DOGE doubles down on this philosophy in its treatment of the Department of Energy savings, which all increased from proposed repeals of appliance efficiency standards. Here, the deregulations benefit the manufacturers, who can cut costs by making cheaper, less efficient appliances, including air conditioners and dishwashers.
Although consumers would very temporarily benefit from cheaper sticker prices, they would lose money overall by paying additional energy costs, a detail that DOGE entirely overlooks. Indeed, in some cases , purchasers would experience overall cost savings during even the first year of owning the most efficient appliances. For example, for a DOE rule rescission involving air purifiers , DOGE lists savings of $26.9 million due to lower purchase costs but ignores $690 million in higher energy costs (more than 25 times as great as the savings), as well as $200 million in forgone health benefits and $100 million in forgone climate benefits that increased to a broad cross section of the US population.
Because low-income populations spend a greater proportion of their income on energy expenses, these deregulatory measures would disproportionately hurt them. Similarly, the significant health and climate benefits sacrificed with these rescissions disproportionately harm people with compromised health and communities with high exposure to pollution or weather impacts.
In sum, if the choice is between keeping money in the federal Treasury and reimbursing low-income individuals for medical treatment, DOGE has decided the individuals don't count. If the choice is between financial institutions' profits and their low-income customers' savings, the customers don't count. And, predictably, individuals overburdened by energy costs don't count either. It's not that these Americans' interests lost out in a fair comparison of policy choices—their interests were ignored altogether. That's the DOGE philosophy.

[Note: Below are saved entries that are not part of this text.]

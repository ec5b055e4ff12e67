//! # Bulk operations over a registry snapshot.
//!
//! Both operations take a point-in-time [`Registry::snapshot`](crate::Registry::snapshot)
//! minus the excluded names and report one outcome per touched name.
//!
//! ## cancel_all
//! ```text
//! snapshot(except) ── empty ──► NoTasksToCancel, {}
//!        │
//!        └─► JoinSet: one spawned job per entry
//!               ├─ no cancel handle → CancelHandleMissing (skipped)
//!               ├─ already terminal → Completed (skipped)
//!               └─ otherwise        → cancel() (fire-and-forget)
//!        join all ─► any unexpected failure → OtherFailure, {}
//!                ─► skipped map empty       → AllAccepted
//!                ─► otherwise               → PartiallyAccepted
//! ```
//!
//! ## check_all_completion
//! Runs the completion-polling protocol per entry, one after another. Each name gets
//! its own deadline and retry budget; one entry's failure never stops the pass.

use std::collections::HashMap;

use tokio::task::JoinSet;

use crate::config::PollOptions;
use crate::core::manager::{TaskManager, cancel_error_status};
use crate::core::poll::poll_completion;
use crate::core::registry::TaskRecord;
use crate::error::CancelError;
use crate::events::{Event, EventKind};
use crate::status::Status;

/// Per-entry result of the cancel fan-out.
enum CancelOutcome {
    /// Cancellation was requested.
    Accepted,
    /// The entry was skipped for a legitimate reason.
    Skipped(Status),
}

fn cancel_entry(record: &TaskRecord) -> Result<CancelOutcome, CancelError> {
    let Some(handle) = record.cancel_handle() else {
        return Ok(CancelOutcome::Skipped(Status::CancelHandleMissing));
    };
    if record.is_complete() {
        return Ok(CancelOutcome::Skipped(Status::Completed));
    }
    handle.cancel()?;
    Ok(CancelOutcome::Accepted)
}

impl TaskManager {
    /// Requests cancellation of every registered task not named in `except`.
    ///
    /// Returns the overall status and a map of the names that did not receive a
    /// request (`CancelHandleMissing` or `Completed`). Each name appears at most once.
    pub async fn cancel_all(&self, except: &[&str]) -> (Status, HashMap<String, Status>) {
        let entries = self.registry.snapshot(except).await;
        if entries.is_empty() {
            self.bus
                .publish(Event::new(EventKind::CancelAll).with_status(Status::NoTasksToCancel));
            return (Status::NoTasksToCancel, HashMap::new());
        }

        let mut set = JoinSet::new();
        for (name, record) in entries {
            set.spawn(async move {
                let outcome = cancel_entry(&record);
                (name, outcome)
            });
        }

        let mut skipped = HashMap::new();
        let mut failure: Option<String> = None;
        while let Some(joined) = set.join_next().await {
            match joined {
                Ok((name, Ok(CancelOutcome::Skipped(status)))) => {
                    skipped.insert(name, status);
                }
                Ok((_, Ok(CancelOutcome::Accepted))) => {}
                Ok((name, Err(e))) => {
                    if failure.is_none() {
                        failure = Some(format!(
                            "task {name:?}: {e} ({})",
                            cancel_error_status(&e).as_label()
                        ));
                    }
                }
                Err(e) => {
                    if failure.is_none() {
                        failure = Some(format!("cancel job failed: {e}"));
                    }
                }
            }
        }

        if let Some(reason) = failure {
            self.bus.publish(
                Event::new(EventKind::CancelAll)
                    .with_status(Status::OtherFailure)
                    .with_reason(reason),
            );
            return (Status::OtherFailure, HashMap::new());
        }

        for (name, status) in &skipped {
            self.bus.publish(
                Event::new(EventKind::CancelSkipped)
                    .with_task(name.as_str())
                    .with_status(*status),
            );
        }

        let status = if skipped.is_empty() {
            Status::AllAccepted
        } else {
            Status::PartiallyAccepted
        };
        self.bus
            .publish(Event::new(EventKind::CancelAll).with_status(status));
        (status, skipped)
    }

    /// Runs [`check_completion`](Self::check_completion)'s polling protocol for every
    /// registered task not named in `except`, sequentially.
    ///
    /// Each name maps to exactly one of `Completed`, `NotCompleted`, `HandleReleased`
    /// or `AggregatedFailure`.
    pub async fn check_all_completion(
        &self,
        except: &[&str],
        poll: PollOptions,
    ) -> HashMap<String, Status> {
        let entries = self.registry.snapshot(except).await;
        let mut out = HashMap::with_capacity(entries.len());

        for (name, record) in entries {
            let report = poll_completion(&name, record.work(), poll, &self.bus).await;
            out.insert(name, report.status);
        }

        let checked = u32::try_from(out.len()).unwrap_or(u32::MAX);
        self.bus
            .publish(Event::new(EventKind::CheckAllCompletion).with_attempt(checked));
        out
    }
}

#[cfg(test)]
mod tests {
    use super::*;
    use crate::config::Config;
    use crate::error::TaskError;
    use crate::tasks::{CancelHandle, CreationOptions, TaskFn, TaskRef, WorkStatus};
    use std::sync::Arc;
    use std::time::Duration;
    use tokio_util::sync::CancellationToken;

    fn until_cancelled() -> TaskRef {
        TaskFn::arc(|ctx: CancellationToken| async move {
            ctx.cancelled().await;
            Err::<(), _>(TaskError::Canceled)
        })
    }

    fn manager() -> Arc<TaskManager> {
        TaskManager::builder(Config::default()).build()
    }

    async fn register(m: &TaskManager, name: &str) -> CancelHandle {
        let handle = CancelHandle::new();
        let st = m
            .register(
                name,
                Some(until_cancelled()),
                Some(handle.clone()),
                CreationOptions::new(),
            )
            .await;
        assert_eq!(st, Status::Added);
        handle
    }

    async fn add_bare(m: &TaskManager, name: &str) {
        let record = TaskRecord::new(until_cancelled(), None, CreationOptions::new(), &m.cfg);
        assert!(m.registry().add(name, record).await);
    }

    #[tokio::test]
    async fn empty_registry_has_nothing_to_cancel() {
        let m = manager();
        let (st, map) = m.cancel_all(&[]).await;
        assert_eq!(st, Status::NoTasksToCancel);
        assert!(map.is_empty());
    }

    #[tokio::test]
    async fn exclusions_can_empty_the_snapshot() {
        let m = manager();
        let handle = register(&m, "keep").await;

        let (st, map) = m.cancel_all(&["keep"]).await;
        assert_eq!(st, Status::NoTasksToCancel);
        assert!(map.is_empty());
        assert!(!handle.is_cancelled());
    }

    #[tokio::test]
    async fn unstarted_tasks_are_all_accepted() {
        let m = manager();
        register(&m, "a").await;
        register(&m, "b").await;

        let (st, map) = m.cancel_all(&[]).await;
        assert_eq!(st, Status::AllAccepted);
        assert!(map.is_empty());

        let statuses = m.statuses().await;
        assert_eq!(statuses.len(), 2);
        assert!(statuses.values().all(|s| *s == WorkStatus::Canceled));
    }

    #[tokio::test]
    async fn handleless_task_is_partially_accepted() {
        let m = manager();
        add_bare(&m, "bare").await;
        let handle = register(&m, "ok").await;

        let (st, map) = m.cancel_all(&[]).await;
        assert_eq!(st, Status::PartiallyAccepted);
        assert_eq!(map.len(), 1);
        assert_eq!(map.get("bare"), Some(&Status::CancelHandleMissing));
        assert!(handle.is_cancelled());
    }

    #[tokio::test]
    async fn completed_tasks_are_skipped() {
        let m = manager();
        register(&m, "done").await;
        m.cancel("done").await;
        register(&m, "live").await;
        m.start("live").await;

        let (st, map) = m.cancel_all(&[]).await;
        assert_eq!(st, Status::PartiallyAccepted);
        assert_eq!(map.get("done"), Some(&Status::Completed));
        assert!(!map.contains_key("live"));
    }

    #[tokio::test]
    async fn unexpected_failure_aborts_with_empty_map() {
        let m = manager();
        let handle = register(&m, "noisy").await;
        handle.on_cancel(|| Err("callback failed".to_string()));
        register(&m, "quiet").await;

        let (st, map) = m.cancel_all(&[]).await;
        assert_eq!(st, Status::OtherFailure);
        assert!(map.is_empty());
    }

    #[tokio::test(flavor = "multi_thread", worker_threads = 4)]
    async fn cancel_all_reports_each_name_once() {
        use std::sync::atomic::{AtomicUsize, Ordering};

        let m = manager();
        let hits = Arc::new(AtomicUsize::new(0));
        let mut live = 0;
        for i in 0..60 {
            let name = format!("task-{i}");
            match i % 3 {
                0 => add_bare(&m, &name).await,
                1 => {
                    register(&m, &name).await;
                    m.cancel(&name).await;
                }
                _ => {
                    let handle = register(&m, &name).await;
                    let hits = Arc::clone(&hits);
                    assert!(handle.on_cancel(move || {
                        hits.fetch_add(1, Ordering::SeqCst);
                        Ok(())
                    }));
                    assert_eq!(m.start(&name).await, Status::Started);
                    live += 1;
                }
            }
        }

        let mut rx = m.bus.subscribe();
        let (st, map) = m.cancel_all(&[]).await;
        assert_eq!(st, Status::PartiallyAccepted);
        assert_eq!(map.len(), 40);
        for (name, status) in &map {
            let i: usize = name.trim_start_matches("task-").parse().unwrap();
            let expected = if i % 3 == 0 {
                Status::CancelHandleMissing
            } else {
                Status::Completed
            };
            assert_eq!(*status, expected, "{name}");
        }
        assert_eq!(hits.load(Ordering::SeqCst), live);

        let mut skipped_events = HashMap::new();
        while let Ok(ev) = rx.try_recv() {
            if ev.kind == EventKind::CancelSkipped {
                let name = ev.task.as_deref().unwrap().to_string();
                *skipped_events.entry(name).or_insert(0) += 1;
            }
        }
        assert_eq!(skipped_events.len(), map.len());
        assert!(skipped_events.values().all(|n| *n == 1));
    }

    #[tokio::test]
    async fn check_all_reports_one_entry_per_name() {
        let m = manager();
        register(&m, "stopped").await;
        m.start("stopped").await;
        m.cancel("stopped").await;
        register(&m, "running").await;
        m.start("running").await;
        register(&m, "skipped").await;

        let out = m
            .check_all_completion(&["skipped"], PollOptions::new(0, Duration::from_millis(50)))
            .await;
        assert_eq!(out.len(), 2);
        assert_eq!(out.get("stopped"), Some(&Status::Completed));
        assert_eq!(out.get("running"), Some(&Status::NotCompleted));
        assert!(!out.contains_key("skipped"));
    }
}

DOGE is not acting as a rogue agency within the Trump administration—the exclusive focus on one side of the ledger is a guiding philosophy across this White House. Indeed, the centerpiece of President Donald Trump's legislative agenda, contained in his One Big Beautiful Bill Act, is a massive tax cut that will decrease the federal government's yearly tax receipts by hundreds of billions of dollars, far exceeding the $10 billion savings from HHS cuts of ACA benefits. Why does the Trump administration want to save money from the public taxman in the HHS case but deplete the public taxman of far more money in the tax bill? The answer is that the beneficiaries of the bill are powerful corporations (like the beneficiaries of the CFPB and DOE regulatory repeals) and wealthy individuals . And the bill hurts working-class Americans , as do the deregulatory measures for which DOGE claims credit.
Though Trump asserted , at Musk's Oval Office farewell, that “DOGE has installed geniuses” to conduct its work, DOGE's fuzzy math should earn a failing grade. But these are not random errors resulting perhaps from the inexperience of 20-year-old staffers . They reflect the Trump administration's carefully constructed worldview, in which the powerful and wealthy count and working-class Americans do not.